WHAT IS EXPECTED —
Search the records for the word "serde" and copy every line in which it occurs.

**** GIVEN INFORMATION ****

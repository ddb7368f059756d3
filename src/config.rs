use std::fs;
use std::io::ErrorKind;
use std::path::Path;

use anyhow::{Context, Result};
use serde::{Deserialize, Serialize};

use crate::sim::planner::DEFAULT_WEIGHTS;

#[derive(Debug, Clone, Serialize, Deserialize)]
pub struct MachineSpec {
    pub class_name: String,
    pub machine_id: String,
    pub temp_base: f64,
    pub temp_threshold: f64,
    pub vib_base: f64,
    pub vib_threshold: f64,
    pub repair_time: u32,
}

impl MachineSpec {
    fn new(
        class_name: &str,
        machine_id: &str,
        temp_base: f64,
        temp_threshold: f64,
        vib_base: f64,
        vib_threshold: f64,
        repair_time: u32,
    ) -> Self {
        Self {
            class_name: class_name.to_string(),
            machine_id: machine_id.to_string(),
            temp_base,
            temp_threshold,
            vib_base,
            vib_threshold,
            repair_time,
        }
    }
}

/// All recognized simulation options. Every field has a default, so a
/// config file only needs the overrides.
#[derive(Debug, Clone, Serialize, Deserialize)]
#[serde(default)]
pub struct SimConfig {
    /// Wall-clock delay between ticks in real-time mode.
    pub tick_seconds: f64,
    /// Simulated minutes per tick; energy accrues as kW * tick_minutes/60.
    pub tick_minutes: f64,
    pub seed: u64,
    /// Jobs generated at init.
    pub seed_jobs: u32,
    /// If > 0, enqueue one new random job every N ticks.
    pub inflow_interval: u64,
    /// Hard tick cap for the driver; 0 runs until quiescence.
    pub max_ticks: u64,
    /// Ticks between global re-plans.
    pub iha_interval: u64,
    /// Flow-time / workload weights for the re-planner.
    pub iha_weights: (f64, f64),
    /// Rolling window length for predictor features.
    pub window: usize,
    /// Label-flush delay, forwarded to the edge collaborator.
    pub flush_delay: u64,
    /// Model operating threshold (the trained model may override it).
    pub risk_threshold: f64,
    /// Minimum effective threshold, against cold-start thrashing.
    pub risk_threshold_floor: f64,
    /// Pct-of-threshold gate below which preemption never fires.
    pub near_limit_ratio: f64,
    /// Independent per-signal spike probability per busy tick.
    pub failure_spike_prob: f64,
    /// Snap signals to base when repair completes.
    pub repair_idle_reset: bool,
    /// Confirmed-idle ticks before graceful shutdown.
    pub quiescence_grace: u32,
    /// Outbound bus channel capacity.
    pub event_capacity: usize,
    pub machines: Vec<MachineSpec>,
}

impl Default for SimConfig {
    fn default() -> Self {
        Self {
            tick_seconds: 1.0,
            tick_minutes: 1.0,
            seed: 42,
            seed_jobs: 5,
            inflow_interval: 0,
            max_ticks: 0,
            iha_interval: 10,
            iha_weights: DEFAULT_WEIGHTS,
            window: 5,
            flush_delay: 1,
            risk_threshold: 0.5,
            risk_threshold_floor: 0.32,
            near_limit_ratio: 0.80,
            failure_spike_prob: 0.07,
            repair_idle_reset: true,
            quiescence_grace: 1,
            event_capacity: 256,
            machines: default_fleet(),
        }
    }
}

pub fn default_fleet() -> Vec<MachineSpec> {
    vec![
        MachineSpec::new("A", "A_1", 40.0, 100.0, 2.0, 16.0, 3),
        MachineSpec::new("A", "A_2", 41.0, 86.0, 2.2, 8.5, 3),
        MachineSpec::new("A", "A_3", 42.0, 87.0, 2.1, 8.5, 3),
        MachineSpec::new("B", "B_1", 50.0, 110.0, 4.0, 18.0, 5),
        MachineSpec::new("B", "B_2", 49.0, 100.0, 3.8, 14.0, 5),
        MachineSpec::new("C", "C_1", 30.0, 110.0, 3.0, 14.0, 4),
        MachineSpec::new("C", "C_2", 31.0, 81.0, 3.2, 10.0, 4),
        MachineSpec::new("D", "D_1", 35.0, 120.0, 1.5, 19.0, 6),
    ]
}

/// Load a RON config file; a missing `path` argument means defaults, a
/// missing file is an error the operator should see.
pub fn load(path: Option<&Path>) -> Result<SimConfig> {
    let Some(path) = path else {
        return Ok(SimConfig::default());
    };
    match fs::read_to_string(path) {
        Ok(content) => {
            let config = ron::from_str(&content)
                .with_context(|| format!("invalid config {}", path.display()))?;
            Ok(config)
        }
        Err(err) if err.kind() == ErrorKind::NotFound => {
            anyhow::bail!("config file not found: {}", path.display())
        }
        Err(err) => Err(err).with_context(|| format!("reading {}", path.display())),
    }
}
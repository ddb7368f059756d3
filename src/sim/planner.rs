//! Improved Hungarian Assignment: orders a class's waiting jobs against
//! its machines by a weighted blend of normalized flow-time and machine
//! workload, solved as a square-padded minimum-cost assignment.

pub const DEFAULT_WEIGHTS: (f64, f64) = (0.6, 0.4);

/// Padding cost for cells with no real job/machine behind them.
const SENTINEL_COST: f64 = 99.0;
const RANGE_EPS: f64 = 1e-9;

/// Flow-time input record, one per queued job.
#[derive(Debug, Clone, Copy)]
pub struct FlowCost {
    pub remaining_ticks: u32,
}

/// Workload input record, one per machine of the class.
#[derive(Debug, Clone, Copy)]
pub struct LoadCost {
    pub workload: f64,
}

/// Compute the assignment and return `(job_index, machine_index)` pairs,
/// cheapest pairing first; that order becomes the new queue prefix.
/// Empty input on either side yields no assignments.
pub fn plan(jobs: &[FlowCost], machines: &[LoadCost], weights: (f64, f64)) -> Vec<(usize, usize)> {
    let n = jobs.len();
    let m = machines.len();
    if n == 0 || m == 0 {
        return Vec::new();
    }
    let k = n.max(m);

    let mut flow = vec![vec![SENTINEL_COST; k]; k];
    let mut load = vec![vec![SENTINEL_COST; k]; k];
    for (i, job) in jobs.iter().enumerate() {
        for (j, machine) in machines.iter().enumerate() {
            flow[i][j] = f64::from(job.remaining_ticks);
            load[i][j] = machine.workload;
        }
    }
    normalize(&mut flow);
    normalize(&mut load);

    let (w1, w2) = weights;
    let total = if w1 + w2 == 0.0 { 1.0 } else { w1 + w2 };
    let (w1, w2) = (w1 / total, w2 / total);

    let cost: Vec<Vec<f64>> = (0..k)
        .map(|i| (0..k).map(|j| w1 * flow[i][j] + w2 * load[i][j]).collect())
        .collect();

    // The augmenting-path solver requires finite costs; anything else
    // falls back to the greedy scan.
    let mut pairs = if cost.iter().flatten().all(|c| c.is_finite()) {
        hungarian(&cost).into_iter().enumerate().collect()
    } else {
        greedy(&cost)
    };
    pairs.retain(|&(i, j)| i < n && j < m);
    pairs.sort_by(|a, b| cost[a.0][a.1].total_cmp(&cost[b.0][b.1]).then(a.0.cmp(&b.0)));
    pairs
}

/// Min-max normalize the whole matrix to [0, 1]; a flat matrix maps to
/// all zeros.
fn normalize(matrix: &mut [Vec<f64>]) {
    let mut min = f64::INFINITY;
    let mut max = f64::NEG_INFINITY;
    for value in matrix.iter().flatten() {
        min = min.min(*value);
        max = max.max(*value);
    }
    let range = max - min;
    for row in matrix.iter_mut() {
        for value in row.iter_mut() {
            *value = if range.abs() < RANGE_EPS {
                0.0
            } else {
                (*value - min) / range
            };
        }
    }
}

/// Kuhn-Munkres with shortest augmenting paths over a dense square
/// matrix. Returns the assigned column for every row.
fn hungarian(cost: &[Vec<f64>]) -> Vec<usize> {
    let k = cost.len();
    let mut u = vec![0.0_f64; k + 1];
    let mut v = vec![0.0_f64; k + 1];
    // p[j] = row matched to column j, 1-based; 0 means unmatched.
    let mut p = vec![0_usize; k + 1];
    let mut way = vec![0_usize; k + 1];

    for i in 1..=k {
        p[0] = i;
        let mut j0 = 0_usize;
        let mut minv = vec![f64::INFINITY; k + 1];
        let mut used = vec![false; k + 1];
        loop {
            used[j0] = true;
            let i0 = p[j0];
            let mut delta = f64::INFINITY;
            let mut j1 = 0_usize;
            for j in 1..=k {
                if used[j] {
                    continue;
                }
                let reduced = cost[i0 - 1][j - 1] - u[i0] - v[j];
                if reduced < minv[j] {
                    minv[j] = reduced;
                    way[j] = j0;
                }
                if minv[j] < delta {
                    delta = minv[j];
                    j1 = j;
                }
            }
            for j in 0..=k {
                if used[j] {
                    u[p[j]] += delta;
                    v[j] -= delta;
                } else {
                    minv[j] -= delta;
                }
            }
            j0 = j1;
            if p[j0] == 0 {
                break;
            }
        }
        loop {
            let j1 = way[j0];
            p[j0] = p[j1];
            j0 = j1;
            if j0 == 0 {
                break;
            }
        }
    }

    let mut assigned = vec![0_usize; k];
    for j in 1..=k {
        if p[j] > 0 {
            assigned[p[j] - 1] = j - 1;
        }
    }
    assigned
}

/// Fallback: scan all cells cheapest-first, taking each row and column at
/// most once.
fn greedy(cost: &[Vec<f64>]) -> Vec<(usize, usize)> {
    let k = cost.len();
    let mut entries: Vec<(f64, usize, usize)> = Vec::with_capacity(k * k);
    for (i, row) in cost.iter().enumerate() {
        for (j, &value) in row.iter().enumerate() {
            entries.push((value, i, j));
        }
    }
    entries.sort_by(|a, b| a.0.total_cmp(&b.0));

    let mut row_taken = vec![false; k];
    let mut col_taken = vec![false; k];
    let mut pairs = Vec::with_capacity(k);
    for (_, i, j) in entries {
        if row_taken[i] || col_taken[j] {
            continue;
        }
        row_taken[i] = true;
        col_taken[j] = true;
        pairs.push((i, j));
        if pairs.len() == k {
            break;
        }
    }
    pairs
}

****

EXERCISE RESULT —
use serde::{Deserialize, Serialize};
#[serde(default)]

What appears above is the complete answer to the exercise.